Figure in Greek mythology

In Greek mythology, Sarpedon (/sɑrˈpiːdən/ or /sɑrˈpiːdɒn/; Σαρπηδών) was a son of Zeus, who fought on the side of Troy in the Trojan War. Although in the Iliad, he was the son of Zeus and Laodamia, the daughter of Bellerophon, in the later standard tradition, he was the son of Zeus and Europa, and the brother of Minos and Rhadamanthus, while in other accounts the Sarpedon who fought at Troy was the grandson of the Sarpedon who was the brother of Minos.
==Etymology==
Sarpedon is believed to be a Greek rendering of Anatolian compound Sar-pedan 'one having top position'.

==Hero cult==
There was a temple of Sarpedon in Xanthos, in Lycia, perhaps associated with a supposed burial site there. There was also a temple and oracle of Apollo Sarpedonios and Artemis Sarpedonia at Seleuceia in Cilicia. According to Tertullian there was a shrine and oracle of Sarpedon in the Troad, although Tertullian might have been confusing this for the oracle in Cilicia. There is evidence to suggest that Sarpedon was the subject of pre-Homeric non-Greek worship.

== Genealogy ==
There were three separate traditions concerning the genealogy of Sarpedon the brother of Minos, and Sarpedon the Trojan War hero.

In Homer's Iliad, Zeus had two sons by Europa, Minos and Rhadamanthus; Sarpedon, a Trojan ally from Lycia, was the son of Zeus and Laodamia, the daughter of Bellerophon and the Lycian princess Philonoe, with no apparent connection to Crete. However, in the standard classical tradition Sarpedon was instead the Cretan son of Zeus and Europa, and the brother of Minos. According to scholia to Iliad book 12, citing Hesiod and Bacchylides, Europa bore Zeus three sons on Crete, Minos, Sarpedon, and Rhadamanthus.

A fragment of the Hesiodic Catalogue of Women (preserved on a papyrus with many holes), mentions Europa's children by Zeus, and while only the name Rhadamanthus is preserved, there is sufficient room for the names Minos and Sarpedon, and the rest of the fragment appears to involve Sarpedon's exploits at Troy. A fragment of Aeschylus's Carians also has Sarpedon as the third son, after Minos and Rhadamanthus, of Zeus and Europa. In the fragment, Sarpedon is off fighting at Troy, while Europa waits anxiously for word of his fate. This same genealogy appears in the Euripidean Rhesus.

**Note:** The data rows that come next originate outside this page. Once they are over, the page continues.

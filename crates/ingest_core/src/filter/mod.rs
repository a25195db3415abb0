//! Site filters: the pluggable, per-source selection of eligible documents.
//!
//! A [`FilterRegistry`] holds an ordered list of `(predicate, factory)` pairs.
//! Selection evaluates predicates against the job's base URL in registration
//! order and builds the first match; when nothing matches the identity
//! [`DefaultFilter`] is used. Selection never touches the network.
mod gov_br;

use url::Url;

use crate::{FilterParams, LinkRecord};

pub use gov_br::{FundebVaatFilter, SalarioEducacaoFilter};

/// Chooses which discovered links are documents for a job.
///
/// Implementations must be deterministic for a fixed input.
pub trait SiteFilter: Send + Sync {
    fn name(&self) -> &'static str;

    /// URLs to download, in the order they should be processed.
    fn filter_links(&self, links: &[LinkRecord]) -> Vec<String>;
}

pub type FilterPredicate = Box<dyn Fn(&Url) -> bool + Send + Sync>;
pub type FilterFactory = Box<dyn Fn(&Url, &FilterParams) -> Box<dyn SiteFilter> + Send + Sync>;

/// Identity filter: every link, unchanged and in order.
#[derive(Debug, Default, Clone, Copy)]
pub struct DefaultFilter;

impl DefaultFilter {
    pub fn new(_base_url: &Url, _params: &FilterParams) -> Self {
        Self
    }
}

impl SiteFilter for DefaultFilter {
    fn name(&self) -> &'static str {
        "default"
    }

    fn filter_links(&self, links: &[LinkRecord]) -> Vec<String> {
        links.iter().map(|link| link.url.clone()).collect()
    }
}

struct RegistryEntry {
    name: &'static str,
    predicate: FilterPredicate,
    factory: FilterFactory,
}

pub struct FilterRegistry {
    entries: Vec<RegistryEntry>,
}

impl FilterRegistry {
    /// A registry with no site-specific filters; everything resolves to [`DefaultFilter`].
    pub fn empty() -> Self {
        Self {
            entries: Vec::new(),
        }
    }

    /// The built-in filters, most specific first.
    pub fn with_builtin() -> Self {
        let mut registry = Self::empty();
        registry
            .register(
                "fundeb_vaat",
                FundebVaatFilter::matches,
                |url: &Url, params: &FilterParams| -> Box<dyn SiteFilter> {
                    Box::new(FundebVaatFilter::new(url, params))
                },
            )
            .register(
                "salario_educacao",
                SalarioEducacaoFilter::matches,
                |url: &Url, params: &FilterParams| -> Box<dyn SiteFilter> {
                    Box::new(SalarioEducacaoFilter::new(url, params))
                },
            );
        registry
    }

    /// Appends a filter. Earlier registrations take precedence.
    pub fn register<P, F>(&mut self, name: &'static str, predicate: P, factory: F) -> &mut Self
    where
        P: Fn(&Url) -> bool + Send + Sync + 'static,
        F: Fn(&Url, &FilterParams) -> Box<dyn SiteFilter> + Send + Sync + 'static,
    {
        self.entries.push(RegistryEntry {
            name,
            predicate: Box::new(predicate),
            factory: Box::new(factory),
        });
        self
    }

    pub fn select(&self, base_url: &Url, params: &FilterParams) -> Box<dyn SiteFilter> {
        self.entries
            .iter()
            .find(|entry| (entry.predicate)(base_url))
            .map(|entry| (entry.factory)(base_url, params))
            .unwrap_or_else(|| Box::new(DefaultFilter::new(base_url, params)))
    }

    pub fn names(&self) -> Vec<&'static str> {
        self.entries.iter().map(|entry| entry.name).collect()
    }
}

impl Default for FilterRegistry {
    fn default() -> Self {
        Self::with_builtin()
    }
}
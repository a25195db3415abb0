use ingest_core::{ErrorKind, LinkRecord};
use ingest_logging::{ingest_info, ingest_warn};
use scraper::{ElementRef, Html};
use url::Url;

use crate::decode::{decode_html, DecodeError};
use crate::retry::{with_retry, RetryPolicy};
use crate::{FailureKind, FetchError, Fetcher};

const DEFAULT_MAX_LINKS: usize = 5_000;

const TRACKING_PARAMS: &[&str] = &[
    "utm_source",
    "utm_medium",
    "utm_campaign",
    "utm_term",
    "utm_content",
    "fbclid",
];

#[derive(Debug, Clone, PartialEq, Eq, thiserror::Error)]
pub enum LinkError {
    #[error(transparent)]
    Fetch(#[from] FetchError),
    #[error("listing page is not markup: {0}")]
    Parse(#[from] DecodeError),
}

impl LinkError {
    pub fn kind(&self) -> ErrorKind {
        match self {
            LinkError::Fetch(FetchError {
                kind: FailureKind::TooLarge { .. },
                ..
            }) => ErrorKind::SizeLimitExceeded,
            LinkError::Fetch(_) => ErrorKind::Fetch,
            LinkError::Parse(_) => ErrorKind::Parse,
        }
    }
}

/// Collects the anchors of one listing page.
#[derive(Debug, Clone)]
pub struct LinkExtractor {
    max_links: usize,
}

impl LinkExtractor {
    pub fn new() -> Self {
        Self::with_max_links(DEFAULT_MAX_LINKS)
    }

    pub fn with_max_links(max_links: usize) -> Self {
        Self { max_links }
    }

    /// Every `http(s)` anchor of `html` in page order, resolved against `base_url`.
    ///
    /// Pages with more than `max_links` anchors are cut off with a warning.
    pub fn extract(&self, html: &str, base_url: &Url) -> Vec<LinkRecord> {
        let document = Html::parse_document(html);
        let base = document_base(&document, base_url);

        let mut links: Vec<LinkRecord> = document
            .root_element()
            .descendants()
            .filter_map(ElementRef::wrap)
            .filter(|element| element.value().name().eq_ignore_ascii_case("a"))
            .filter_map(|anchor| {
                let href = anchor.value().attr("href")?;
                let url = resolve_url(href, &base)?;
                Some(LinkRecord::new(url, collapse_text(anchor.text())))
            })
            .collect();
        if links.len() > self.max_links {
            ingest_warn!(
                "{} has {} links, keeping the first {}",
                base_url,
                links.len(),
                self.max_links
            );
            links.truncate(self.max_links);
        }
        links
    }

    /// Fetches `base_url` (with retries) and extracts its links.
    pub async fn fetch_links(
        &self,
        fetcher: &dyn Fetcher,
        base_url: &Url,
        retry: &RetryPolicy,
    ) -> Result<Vec<LinkRecord>, LinkError> {
        let page = with_retry(retry, "listing page fetch", || {
            fetcher.fetch_page(base_url.as_str())
        })
        .await?;
        let decoded = decode_html(&page.bytes, page.metadata.content_type.as_deref())?;
        // Relative links resolve against where the page actually lives.
        let page_url = Url::parse(&page.metadata.final_url).unwrap_or_else(|_| base_url.clone());
        let links = self.extract(&decoded.html, &page_url);
        ingest_info!(
            "Found {} links on {} ({})",
            links.len(),
            base_url,
            decoded.encoding_label
        );
        Ok(links)
    }
}

impl Default for LinkExtractor {
    fn default() -> Self {
        Self::new()
    }
}

/// Honors a `<base href>` element when the page declares one.
fn document_base(document: &Html, page_url: &Url) -> Url {
    document
        .root_element()
        .descendants()
        .filter_map(ElementRef::wrap)
        .find(|element| element.value().name().eq_ignore_ascii_case("base"))
        .and_then(|element| element.value().attr("href"))
        .and_then(|href| page_url.join(href.trim()).ok())
        .unwrap_or_else(|| page_url.clone())
}

fn resolve_url(reference: &str, base: &Url) -> Option<String> {
    let trimmed = reference.trim();
    if trimmed.is_empty() || trimmed.starts_with('#') {
        return None;
    }
    let lower = trimmed.to_ascii_lowercase();
    if ["javascript:", "mailto:", "tel:", "data:"]
        .iter()
        .any(|scheme| lower.starts_with(scheme))
    {
        return None;
    }
    let url = base.join(trimmed).ok()?;
    if !matches!(url.scheme(), "http" | "https") {
        return None;
    }
    Some(normalize_url(url).into())
}

/// Drops the fragment and tracking query parameters.
pub fn normalize_url(mut url: Url) -> Url {
    url.set_fragment(None);
    if url.query().is_none() {
        return url;
    }

    let pairs: Vec<(String, String)> = url
        .query_pairs()
        .map(|(k, v)| (k.into_owned(), v.into_owned()))
        .collect();
    let kept: Vec<&(String, String)> = pairs
        .iter()
        .filter(|(key, _)| !TRACKING_PARAMS.contains(&key.to_ascii_lowercase().as_str()))
        .collect();

    if kept.len() == pairs.len() {
        return url;
    }
    if kept.is_empty() {
        url.set_query(None);
    } else {
        url.query_pairs_mut()
            .clear()
            .extend_pairs(kept.iter().map(|(k, v)| (k.as_str(), v.as_str())));
    }
    url
}

fn collapse_text<'a>(parts: impl Iterator<Item = &'a str>) -> String {
    let joined: String = parts.collect();
    joined.split_whitespace().collect::<Vec<_>>().join(" ")
}
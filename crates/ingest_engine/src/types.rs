use std::fmt;

use tempfile::TempPath;

use crate::retry::Transient;

/// A listing page held in memory.
#[derive(Debug, Clone, PartialEq, Eq)]
pub struct FetchOutput {
    pub bytes: Vec<u8>,
    pub metadata: FetchMetadata,
}

#[derive(Debug, Clone, PartialEq, Eq)]
pub struct FetchMetadata {
    pub original_url: String,
    pub final_url: String,
    pub redirect_count: usize,
    pub content_type: Option<String>,
    pub byte_len: u64,
}

/// A document streamed to a file inside the job's scratch directory.
///
/// The file is deleted when this value is dropped.
#[derive(Debug)]
pub struct FetchedDocument {
    pub source_url: String,
    pub final_url: String,
    pub path: TempPath,
    pub byte_size: u64,
    pub content_type: Option<String>,
    /// Hex SHA-256 of the body, computed while streaming.
    pub checksum: String,
}

#[derive(Debug, Clone, PartialEq, Eq, thiserror::Error)]
#[error("{kind}: {message}")]
pub struct FetchError {
    pub kind: FailureKind,
    pub message: String,
}

impl FetchError {
    pub(crate) fn new(kind: FailureKind, message: impl Into<String>) -> Self {
        Self {
            kind,
            message: message.into(),
        }
    }
}

impl Transient for FetchError {
    fn is_transient(&self) -> bool {
        match self.kind {
            FailureKind::Timeout | FailureKind::Network => true,
            FailureKind::HttpStatus(code) => code == 429 || (500..600).contains(&code),
            _ => false,
        }
    }
}

#[derive(Debug, Clone, PartialEq, Eq)]
pub enum FailureKind {
    InvalidUrl,
    HttpStatus(u16),
    Timeout,
    RedirectLimitExceeded,
    TooLarge { max_bytes: u64, actual: Option<u64> },
    Network,
    Io,
}

impl fmt::Display for FailureKind {
    fn fmt(&self, f: &mut fmt::Formatter<'_>) -> fmt::Result {
        match self {
            FailureKind::InvalidUrl => write!(f, "invalid url"),
            FailureKind::HttpStatus(code) => write!(f, "http status {code}"),
            FailureKind::Timeout => write!(f, "timeout"),
            FailureKind::RedirectLimitExceeded => write!(f, "redirect limit exceeded"),
            FailureKind::TooLarge { max_bytes, actual } => match actual {
                Some(actual) => write!(f, "response too large (max {max_bytes}, got {actual})"),
                None => write!(f, "response too large (max {max_bytes})"),
            },
            FailureKind::Network => write!(f, "network error"),
            FailureKind::Io => write!(f, "local io error"),
        }
    }
}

Having a Trojan War hero also be the brother of Minos involves a genealogical difficulty, since Minos lived three generations before the Trojan War. In some accounts, Zeus granted his son Sarpedon the gift of long life. Such a gift is already suggested by the Hesiodic Catalogue fragment, and Apollodorus, perhaps drawing on the Catalogue, says that Zeus allowed his (and Europa's) son Sarpedon to live for three generations. However, by other accounts, the Sarpedon who was the brother of Minos, and the Sarpedon who fought at Troy were different. Diodorus Siculus says that, according to Cretan myth, the Sarpedon who was the son of Zeus and Europa, and the brother of Minos and Rhadamanthus, had a son Euandrus who married Deïdameia, the daughter of Bellerophon, and by her was the father of the Sarpedon who fought at Troy.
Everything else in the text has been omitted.